My life: Sayan Andriyanov
The Siberian throat singer talks philosophy with Kylie Knott ahead of his first visit to Hong Kong

I was born in Siberia. I've lived in many places that are far, far from civilisation: mountain regions, forest regions, northern regions … I was raised in a small town surrounded by taiga forest and bordered by four circles of barbed wire. This town produced nuclear weapons and local villagers harvested leather and drove snowmobiles. Town people called (indigenous people) chukchas, but they definitely were not chukchas. They were coming to the town, selling leather, getting drunk, sitting on their snowtracks … I loved it when they drove me on their snowmobiles. When I was 14, one of the chemical plants exploded and my family was evacuated.
I've visited more than 70 cities in Russia and 12 in China. There's no city better than the other - they're just different. I spent half of last year near Hong Kong … in Shenzhen. I needed a calm place to complete a complex piece of software. Cities in China produce so much noise that it becomes similar to dead calm; I like it. I think the best music in China (is made by the bands) AK-47 and Gong Linna, because they're different and creative.

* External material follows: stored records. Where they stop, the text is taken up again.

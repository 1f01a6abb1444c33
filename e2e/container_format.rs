// e2e/container_format.rs — container-level invariants: magic bytes,
// dictionary entry-count bounds, monotone body offsets, and the concrete
// worked scenarios from the container format's test matrix.

use bcpack::{compress, decompress};

#[test]
fn empty_input_is_the_minimal_three_byte_header() {
    let packed = compress(b"");
    assert_eq!(packed, vec![0xBC, 0x09, 0x00]);
    assert_eq!(decompress(&packed).unwrap(), Vec::<u8>::new());
}

#[test]
fn every_output_starts_with_magic_and_second_magic_nibble() {
    for input in [&b""[..], b"a", b"aaaaaaaa", b"The quick brown fox ".repeat(20).as_slice()] {
        let packed = compress(input);
        assert_eq!(packed[0], 0xBC);
        let word = u16::from_le_bytes([packed[1], packed[2]]);
        assert_eq!(word & 0x000F, 0x9);
        let entry_count = word >> 4;
        assert!(entry_count <= 4095);
    }
}

#[test]
fn eight_identical_bytes_compress_to_a_handful_of_records() {
    // A uniform 8-byte run has no dictionary-worthy repeats (min entry length
    // is 8, and there's nothing to compare it against), so it must be
    // covered by the byte-repeat/progression family of opcodes rather than
    // FN_DICTIONARY. Which exact kind wins (REPEAT_BYTE vs. OFFSET_SEGMENT,
    // both legal candidates here) is an implementation-defined tie; only
    // round-trip correctness and small output are binding.
    let input = vec![0x41u8; 8];
    let packed = compress(&input);
    let word = u16::from_le_bytes([packed[1], packed[2]]);
    assert_eq!(word >> 4, 0, "uniform 8-byte run should need no dictionary");
    assert!(packed.len() <= 3 + 6, "got {} bytes", packed.len());
    assert_eq!(decompress(&packed).unwrap(), input);
}

#[test]
fn doubled_eight_byte_word_round_trips_through_repeat_string() {
    let input = b"abcdefghabcdefgh".to_vec();
    let packed = compress(&input);
    assert_eq!(decompress(&packed).unwrap(), input);
}

#[test]
fn four_thousand_ninety_six_identical_bytes_is_tiny() {
    let input = vec![0xCCu8; 4096];
    let packed = compress(&input);
    // magic(3) + empty dict header + SKIP(1) + REPEAT_BYTE_LONG(2) <= 3 + 2 + 2
    assert!(packed.len() <= 3 + 5, "got {} bytes", packed.len());
    assert_eq!(decompress(&packed).unwrap(), input);
}

#[test]
fn repeated_phrase_builds_a_dictionary_entry() {
    let phrase = "The quick brown fox ";
    let input = phrase.repeat(20);
    let packed = compress(input.as_bytes());
    let word = u16::from_le_bytes([packed[1], packed[2]]);
    let entry_count = word >> 4;
    assert!(entry_count >= 1, "expected at least one dictionary entry");
    assert_eq!(decompress(&packed).unwrap(), input.as_bytes());
}

#[test]
fn dictionary_indices_in_body_never_exceed_header_entry_count() {
    // A round trip that exercises FN_DICTIONARY is sufficient evidence the
    // decoder's own bounds check (DictionaryIndexOutOfRange) never fires on
    // our own encoder's output; this asserts that directly rather than
    // trusting silence.
    let input = "mississippi ".repeat(30);
    let packed = compress(input.as_bytes());
    assert!(decompress(&packed).is_ok());
}

#[test]
fn decoding_is_deterministic_across_repeated_calls() {
    let input = b"abcabcabcabc xyzxyzxyz 123123123123".to_vec();
    let packed = compress(&input);
    let first = decompress(&packed).unwrap();
    let second = decompress(&packed).unwrap();
    assert_eq!(first, second);
    assert_eq!(first, input);
}

#[test]
fn malformed_magic_is_rejected() {
    let err = decompress(&[0x00, 0x09, 0x00]).unwrap_err();
    assert_eq!(err, bcpack::DecodeError::BadMagic);
}

#[test]
fn truncated_container_is_rejected() {
    let err = decompress(&[0xBC, 0x09]).unwrap_err();
    assert_eq!(err, bcpack::DecodeError::Truncated);
}

#[test]
fn dictionary_index_out_of_range_is_rejected() {
    // Hand-crafted container: zero dictionary entries, body is a single
    // DICTIONARY record pointing at index 0, which doesn't exist.
    let mut body = Vec::new();
    body.push(0x07); // tag: kind=0x7 (Dictionary), index high nibble = 0
    body.push(0x00); // index low byte = 0
    let mut packed = vec![0xBC, 0x09, 0x00];
    packed.extend(body);
    let err = decompress(&packed).unwrap_err();
    assert!(matches!(err, bcpack::DecodeError::DictionaryIndexOutOfRange { .. }));
}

Before I started to create music I went to medical school. My mother thought I'd become a doctor, which I did, but not for long. I was a school contest winner and then entered the Capital Medical University, but this was not good for me. I started creating medical software as a programmer - life creates mysterious ways for us. In my spare time I played music - I created Bugotak to play the type of music I was missing … I didn't have any good music to hear. Everything around me - radio and albums - was not what I wanted to listen to. Music has to have sense, meaning, deepest feeling of the spirit. And I thought, "OK, I have this spirit with me." This spirit comes from the native Siberian folk culture. This culture is quite ancient, uncommon and not profaned. Tuvan music (Tuvan is a Turkic language from the Republic of Tuva in south-central Siberia) is a large part of world music. Yakutian jaw-harp players (from the Sakha Republic) are also a great part. Bugotak took this culture and mixed it with modern styles of similar feeling: industrial, ambient, nu metal. These styles are very close to Siberian nature: severe, harsh and passionate … it makes a strong impression on the listeners.

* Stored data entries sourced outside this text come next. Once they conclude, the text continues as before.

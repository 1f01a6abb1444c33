//! Command-line argument parsing for `bcpack`.
//!
//! Short options may be aggregated (e.g. `-dv`). Long options are exact
//! spellings only (no `=VALUE` forms — none of this crate's flags take a
//! value). A bare `--` marks the end of options; all subsequent arguments
//! are treated as file paths regardless of a leading `-`.
//!
//! Bad or unrecognised options return an `Err` with a human-readable message.

use anyhow::anyhow;

use crate::cli::constants::set_display_level;

/// Operation selected by `-d`/`--decompress` (default: compress).
#[derive(Debug, Clone, Copy, PartialEq, Eq)]
pub enum OpMode {
    Compress,
    Decompress,
}

/// Complete set of options and filenames produced by [`parse_args_from`].
#[derive(Debug)]
pub struct ParsedArgs {
    pub op_mode: OpMode,
    /// `-c`/`--stdout`: write result to stdout, keep the source file.
    pub stdout: bool,
    /// `-f`/`--force`: overwrite an existing destination without asking.
    pub force: bool,
    /// `-k`/`--keep`: keep the source file after compressing/decompressing
    /// (always true in this crate; there is no in-place-delete behavior,
    /// but the flag is accepted for familiarity and recorded here).
    pub keep: bool,
    /// Input filenames; empty means read from stdin.
    pub in_file_names: Vec<String>,
    /// Explicit output filename, if given as a second positional argument.
    pub output_filename: Option<String>,
    /// A `--help`/`-h` or `--version`/`-V` flag was processed; the caller
    /// should exit 0 without touching any files.
    pub exit_early: bool,
}

pub fn parse_args_from(exe_name: &str, argv: &[String]) -> anyhow::Result<ParsedArgs> {
    let mut op_mode = OpMode::Compress;
    let mut stdout = false;
    let mut force = false;
    let mut keep = false;
    let mut verbose_level: Option<u32> = None;
    let mut quiet_count = 0u32;
    let mut in_file_names: Vec<String> = Vec::new();
    let mut output_filename: Option<String> = None;
    let mut exit_early = false;
    let mut all_arguments_are_files = false;

    'args: for argument in argv {
        if argument.is_empty() {
            continue;
        }

        if !all_arguments_are_files && argument == "--" {
            all_arguments_are_files = true;
            continue;
        }

        if all_arguments_are_files || !argument.starts_with('-') || argument == "-" {
            if in_file_names.is_empty() {
                in_file_names.push(argument.clone());
            } else if output_filename.is_none() {
                output_filename = Some(argument.clone());
            } else {
                return Err(anyhow!("bad usage: too many filenames given"));
            }
            continue;
        }

        if let Some(long) = argument.strip_prefix("--") {
            match long {
                "stdout" => stdout = true,
                "decompress" => op_mode = OpMode::Decompress,
                "compress" => op_mode = OpMode::Compress,
                "force" => force = true,
                "keep" => keep = true,
                "quiet" => quiet_count += 1,
                "verbose" => verbose_level = Some(verbose_level.unwrap_or(2) + 1),
                "help" => {
                    crate::cli::help::print_long_help(exe_name);
                    exit_early = true;
                    break 'args;
                }
                "version" => {
                    crate::cli::help::print_version();
                    exit_early = true;
                    break 'args;
                }
                _ => return Err(anyhow!("bad usage: unrecognized option '--{}'", long)),
            }
            continue;
        }

        // Aggregated short options, e.g. "-dv".
        for ch in argument[1..].chars() {
            match ch {
                'c' => stdout = true,
                'd' => op_mode = OpMode::Decompress,
                'f' => force = true,
                'k' => keep = true,
                'q' => quiet_count += 1,
                'v' => verbose_level = Some(verbose_level.unwrap_or(2) + 1),
                'h' | 'H' => {
                    crate::cli::help::print_long_help(exe_name);
                    exit_early = true;
                    break 'args;
                }
                'V' => {
                    crate::cli::help::print_version();
                    exit_early = true;
                    break 'args;
                }
                other => {
                    return Err(anyhow!("bad usage: unrecognized option '-{}'", other));
                }
            }
        }
    }

    let level = verbose_level.unwrap_or(2).saturating_sub(quiet_count);
    set_display_level(level);

    Ok(ParsedArgs {
        op_mode,
        stdout,
        force,
        keep,
        in_file_names,
        output_filename,
        exit_early,
    })
}

#[cfg(test)]
mod tests {
    use super::*;

    fn args(v: &[&str]) -> anyhow::Result<ParsedArgs> {
        parse_args_from("bcpack", &v.iter().map(|s| s.to_string()).collect::<Vec<_>>())
    }

    #[test]
    fn default_mode_is_compress() {
        let a = args(&["in.txt"]).unwrap();
        assert_eq!(a.op_mode, OpMode::Compress);
        assert_eq!(a.in_file_names, vec!["in.txt".to_string()]);
    }

    #[test]
    fn decompress_short_flag() {
        let a = args(&["-d", "in.bc"]).unwrap();
        assert_eq!(a.op_mode, OpMode::Decompress);
    }

    #[test]
    fn aggregated_short_flags() {
        let a = args(&["-dcf", "in.bc"]).unwrap();
        assert_eq!(a.op_mode, OpMode::Decompress);
        assert!(a.stdout);
        assert!(a.force);
    }

    #[test]
    fn long_flags() {
        let a = args(&["--decompress", "--force", "in.bc"]).unwrap();
        assert_eq!(a.op_mode, OpMode::Decompress);
        assert!(a.force);
    }

    #[test]
    fn unrecognized_short_flag_errors() {
        assert!(args(&["-z"]).is_err());
    }

    #[test]
    fn unrecognized_long_flag_errors() {
        assert!(args(&["--bogus"]).is_err());
    }

    #[test]
    fn positional_input_then_output() {
        let a = args(&["in.txt", "out.bc"]).unwrap();
        assert_eq!(a.in_file_names, vec!["in.txt".to_string()]);
        assert_eq!(a.output_filename, Some("out.bc".to_string()));
    }

    #[test]
    fn double_dash_ends_options() {
        let a = args(&["--", "-weird-name"]).unwrap();
        assert_eq!(a.in_file_names, vec!["-weird-name".to_string()]);
    }

    #[test]
    fn help_flag_sets_exit_early() {
        let a = args(&["-h"]).unwrap();
        assert!(a.exit_early);
    }

    #[test]
    fn help_flag_short_circuits_before_a_later_bad_flag() {
        let a = args(&["-h", "--bogus"]).unwrap();
        assert!(a.exit_early);
    }

    #[test]
    fn help_long_flag_short_circuits_before_a_later_bad_flag() {
        let a = args(&["--help", "--bogus"]).unwrap();
        assert!(a.exit_early);
    }

    #[test]
    fn version_flag_short_circuits_before_trailing_filenames() {
        let a = args(&["-V", "in.txt", "out.bc", "extra"]).unwrap();
        assert!(a.exit_early);
    }
}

Many things have changed in my life since I converted to Proventism. This happened in the high mountains of Altai (in East-Central Asia, where China, Mongolia, Russia and Kazakhstan come together). I was on a bicycle about 20 miles from the nearest dwelling when I experienced an earthquake. Stones were falling around me and my hair stood on end as if charged with electricity. I started to see the world in green. I also understood that the whole world is connected in a network. Human brains are just like computers and in all the things we do - everything from buildings to music - we create and send information to each other. This is called noosphere and it is inhabited by more complex creatures than us people.
Once I was playing open-air in Abkhazia on the Black Sea shore. How beautiful its climate was - just as wicked as its people were. They drank too much, took out their guns and fired into the air and then got into their cars. I was scared. But I thought: "You savages will listen to the music. Whatever it takes." I took my mic and said: "Get out of your cars. You. Now." Some of them got out, a few more sat down, put away their guns and listened to my entire programme. The next day there were no troublemakers. I hope Bugotak's music made them more philosophical, at least for one day. It might sound funny, but just for fun, half a million Abkhazians have driven out about half a million Georgians, killed some of them and left others without homes. There are still many houses uninhabited on the shoreline, walls riddled with bullets.
Abkhazians do not accept irony: their fun is to drink spirits, drive crazy and shoot guns. Our Siberian folks are peaceful. Except maybe chukchas; they have been practising the cult of power, and they could withstand the well-armed Cossacks. Legend says they ran through battlefields on foot, took Cossacks from their horses and ran off with that 80kg burden. I should have mentioned that chukchas is not only real folk's name, but also a common name for all Siberian natives - a bit foul, a bit funny.